**Task to carry out:**
Copy exactly the lines of the material below, starting with the first and including the line that holds "over plain http.".

**Supplied entries:**
//! Credential and network hygiene rules.

use std::net::Ipv4Addr;
use std::sync::Arc;

use regex::Regex;

use crate::envfile::parser::EnvFile;
use crate::lint::{Category, Diagnostic, LintRule, RuleId, Severity};
use crate::secrets::SecretDetector;

use super::keys::at_assignment;

/// Hosts that may be reached over plain http.
pub const LOCAL_HOSTS: &[&str] = &["localhost", "127.0.0.1", "0.0.0.0", "[::1]"];

pub struct SecretRule {
    detector: Arc<SecretDetector>,
}

impl SecretRule {
    pub fn new(detector: Arc<SecretDetector>) -> Self {
        Self { detector }
    }
}

impl LintRule<EnvFile> for SecretRule {
    fn id(&self) -> RuleId {
        RuleId::new("env.secret")
    }

    fn description(&self) -> &str {
        "Flags values that look like hardcoded secrets"
    }

    fn default_severity(&self) -> Severity {
        Severity::Warning
    }

    fn category(&self) -> Category {
        Category::Security
    }

    fn check(&self, env: &EnvFile) -> Vec<Diagnostic> {
        env.assignments()
            .filter(|a| self.detector.looks_like_secret(a.key, a.value()))
            .map(|a| {
                at_assignment(self, &a, format!("Variable '{}' looks like a hardcoded secret", a.key))
                    .with_suggestion("Keep real credentials out of committed env files; commit a .env.example with placeholders")
            })
            .collect()
    }
}

pub struct InsecureUrlRule {
    url: Regex,
}

impl InsecureUrlRule {
    pub fn new() -> Self {
        Self {
            url: Regex::new(r#"http://([^/\s:"'?#]+|\[[^\]]+\])"#).expect("url pattern is valid"),
        }
    }
}

impl Default for InsecureUrlRule {
    fn default() -> Self {
        Self::new()
    }
}

impl LintRule<EnvFile> for InsecureUrlRule {
    fn id(&self) -> RuleId {
        RuleId::new("env.insecure_url")
    }

    fn description(&self) -> &str {
        "Flags plain http URLs to non-local hosts"
    }

    fn default_severity(&self) -> Severity {
        Severity::Warning
    }

    fn category(&self) -> Category {
        Category::Security
    }

    fn check(&self, env: &EnvFile) -> Vec<Diagnostic> {
        let mut diagnostics = Vec::new();
        for assignment in env.assignments() {
            let remote = self
                .url
                .captures_iter(assignment.raw_value)
                .filter_map(|c| c.get(1))
                .find(|host| !LOCAL_HOSTS.contains(&host.as_str().to_lowercase().as_str()));
            if let Some(host) = remote {
                diagnostics.push(
                    at_assignment(
                        self,
                        &assignment,
                        format!("Variable '{}' uses plain http to {}", assignment.key, host.as_str()),
                    )
                    .with_suggestion("Use https://"),
                );
            }
        }
        diagnostics
    }
}

/// Dotted quads count only when every octet is in range, the match is not
/// part of a longer dotted run, and the key is not a version key.
pub struct HardcodedIpRule {
    ipv4: Regex,
}

impl HardcodedIpRule {
    pub fn new() -> Self {
        Self {
            ipv4: Regex::new(r"\b\d{1,3}\.\d{1,3}\.\d{1,3}\.\d{1,3}\b").expect("ipv4 pattern is valid"),
        }
    }
}

impl Default for HardcodedIpRule {
    fn default() -> Self {
        Self::new()
    }
}

impl LintRule<EnvFile> for HardcodedIpRule {
    fn id(&self) -> RuleId {
        RuleId::new("env.hardcoded_ip")
    }

    fn description(&self) -> &str {
        "Notes IP address literals other than loopback and 0.0.0.0"
    }

    fn default_severity(&self) -> Severity {
        Severity::Info
    }

    fn category(&self) -> Category {
        Category::BestPractice
    }

    fn check(&self, env: &EnvFile) -> Vec<Diagnostic> {
        let mut diagnostics = Vec::new();
        for assignment in env.assignments() {
            if assignment.key.to_lowercase().contains("version") {
                continue;
            }
            let raw = assignment.raw_value;
            let address = self
                .ipv4
                .find_iter(raw)
                .filter(|m| !raw[..m.start()].ends_with('.') && !raw[m.end()..].starts_with('.'))
                .filter_map(|m| m.as_str().parse::<Ipv4Addr>().ok())
                .find(|ip| !ip.is_loopback() && !ip.is_unspecified());
            if let Some(ip) = address {
                diagnostics.push(
                    at_assignment(
                        self,
                        &assignment,
                        format!("Variable '{}' hardcodes the address {}", assignment.key, ip),
                    )
                    .with_suggestion("Use a host name"),
                );
            }
        }
        diagnostics
    }
}

pub struct ProductionLocalhostRule;

impl LintRule<EnvFile> for ProductionLocalhostRule {
    fn id(&self) -> RuleId {
        RuleId::new("env.production_localhost")
    }

    fn description(&self) -> &str {
        "Flags production settings that point at localhost"
    }

    fn default_severity(&self) -> Severity {
        Severity::Warning
    }

    fn category(&self) -> Category {
        Category::Security
    }

    fn check(&self, env: &EnvFile) -> Vec<Diagnostic> {
        env.assignments()
            .filter(|a| a.key.to_lowercase().contains("prod"))
            .filter(|a| {
                let value = a.raw_value.to_lowercase();
                value.contains("localhost") || value.contains("127.0.0.1") || value.contains("[::1]")
            })
            .map(|a| {
                at_assignment(self, &a, format!("Production variable '{}' points at localhost", a.key))
                    .with_suggestion("Point it at the production host")
            })
            .collect()
    }
}
//! Configuration schema types.
//!
//! This module defines the structure of `.infralint.yml`. Every key is
//! optional; a missing key takes its default.

use serde::{Deserialize, Serialize};

use crate::fs::DEFAULT_MAX_FILE_SIZE;
use crate::lint::Severity;

/// Which findings make a lint run fail.
#[derive(Debug, Clone, Copy, Default, PartialEq, Eq, Serialize, Deserialize)]
#[serde(rename_all = "lowercase")]
pub enum FailLevel {
    /// Only Errors fail the run.
    #[default]
    Error,
    /// Warnings fail the run too. Info never does.
    Warning,
}

impl FailLevel {
    /// Lowest severity that fails a run at this level.
    pub fn threshold(&self) -> Severity {
        match self {
            FailLevel::Error => Severity::Error,
            FailLevel::Warning => Severity::Warning,
        }
    }
}

/// Settings from `.infralint.yml`.
///
/// # Example
///
/// ```
/// use infralint::config::{FailLevel, LintConfig};
///
/// let config: LintConfig = serde_yaml::from_str("disabled_rules: [env.key_case]\nfail_on: warning").unwrap();
///
/// assert_eq!(config.disabled_rules, vec!["env.key_case"]);
/// assert_eq!(config.fail_on, FailLevel::Warning);
/// assert!(config.restrict_to_project);
/// ```
#[derive(Debug, Clone, PartialEq, Eq, Serialize, Deserialize)]
#[serde(default)]
pub struct LintConfig {
    /// Rule ids removed from every catalog.
    pub disabled_rules: Vec<String>,

    pub fail_on: FailLevel,

    /// Files larger than this many bytes become a read error.
    pub max_file_size: u64,

    /// Refuse to read files outside the project root.
    pub restrict_to_project: bool,

    /// Directory names skipped when discovering files.
    pub exclude: Vec<String>,
}

impl Default for LintConfig {
    fn default() -> Self {
        Self {
            disabled_rules: Vec::new(),
            fail_on: FailLevel::default(),
            max_file_size: DEFAULT_MAX_FILE_SIZE,
            restrict_to_project: true,
            exclude: vec![
                "node_modules".to_string(),
                "target".to_string(),
                ".git".to_string(),
            ],
        }
    }
}
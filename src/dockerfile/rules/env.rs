//! Secrets baked into `ENV` and `ARG`.

use std::sync::Arc;

use crate::dockerfile::parser::{Dockerfile, Instruction};
use crate::lint::{Category, Diagnostic, LintRule, RuleId, Severity};
use crate::secrets::{strip_quotes, SecretDetector};

use super::flag;

/// Split whitespace-separated words, keeping quoted sections together.
fn shell_words(args: &str) -> Vec<String> {
    let mut words = Vec::new();
    let mut current = String::new();
    let mut quote: Option<char> = None;
    let mut escaped = false;

    for c in args.chars() {
        if escaped {
            current.push(c);
            escaped = false;
            continue;
        }
        match (c, quote) {
            ('\\', _) => {
                current.push(c);
                escaped = true;
            }
            ('"' | '\'', None) => {
                quote = Some(c);
                current.push(c);
            }
            (c, Some(q)) if c == q => {
                quote = None;
                current.push(c);
            }
            (c, None) if c.is_whitespace() => {
                if !current.is_empty() {
                    words.push(std::mem::take(&mut current));
                }
            }
            _ => current.push(c),
        }
    }
    if !current.is_empty() {
        words.push(current);
    }
    words
}

/// `(key, value)` pairs set by an `ENV` or `ARG` instruction.
///
/// Handles `KEY=value KEY2="quoted value"` and the legacy `ENV KEY value`
/// form. An `ARG` without a default yields no pair.
pub fn assignments(instruction: &Instruction) -> Vec<(String, String)> {
    let words = shell_words(&instruction.args);
    let Some(first) = words.first() else {
        return Vec::new();
    };

    if !first.contains('=') {
        if !instruction.is("ENV") {
            return Vec::new();
        }
        let args = instruction.args.trim();
        let (key, value) = args.split_once(char::is_whitespace).unwrap_or((args, ""));
        return vec![(key.to_string(), value.trim().to_string())];
    }

    words
        .iter()
        .filter_map(|word| word.split_once('='))
        .map(|(key, value)| (key.to_string(), strip_quotes(value).to_string()))
        .collect()
}

pub struct EnvSecretRule {
    detector: Arc<SecretDetector>,
}

impl EnvSecretRule {
    pub fn new(detector: Arc<SecretDetector>) -> Self {
        Self { detector }
    }
}

impl LintRule<Dockerfile> for EnvSecretRule {
    fn id(&self) -> RuleId {
        RuleId::new("dockerfile.env_secret")
    }

    fn description(&self) -> &str {
        "Flags ENV/ARG values that look like hardcoded secrets"
    }

    fn default_severity(&self) -> Severity {
        Severity::Warning
    }

    fn category(&self) -> Category {
        Category::Security
    }

    fn check(&self, dockerfile: &Dockerfile) -> Vec<Diagnostic> {
        let mut diagnostics = Vec::new();
        for instruction in &dockerfile.instructions {
            if !instruction.is("ENV") && !instruction.is("ARG") {
                continue;
            }
            for (key, value) in assignments(instruction) {
                if self.detector.looks_like_secret(&key, &value) {
                    diagnostics.push(
                        flag(
                            self,
                            instruction,
                            format!("{} '{}' looks like a hardcoded secret", instruction.command, key),
                        )
                        .with_field(&key)
                        .with_value(&value)
                        .with_suggestion(
                            "Pass secrets at build time with --mount=type=secret or at runtime",
                        ),
                    );
                }
            }
        }
        diagnostics
    }
}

**Response for this exercise:**
//! Credential and network hygiene rules.

use std::net::Ipv4Addr;
use std::sync::Arc;

use regex::Regex;

use crate::envfile::parser::EnvFile;
use crate::lint::{Category, Diagnostic, LintRule, RuleId, Severity};
use crate::secrets::SecretDetector;

use super::keys::at_assignment;

/// Hosts that may be reached over plain http.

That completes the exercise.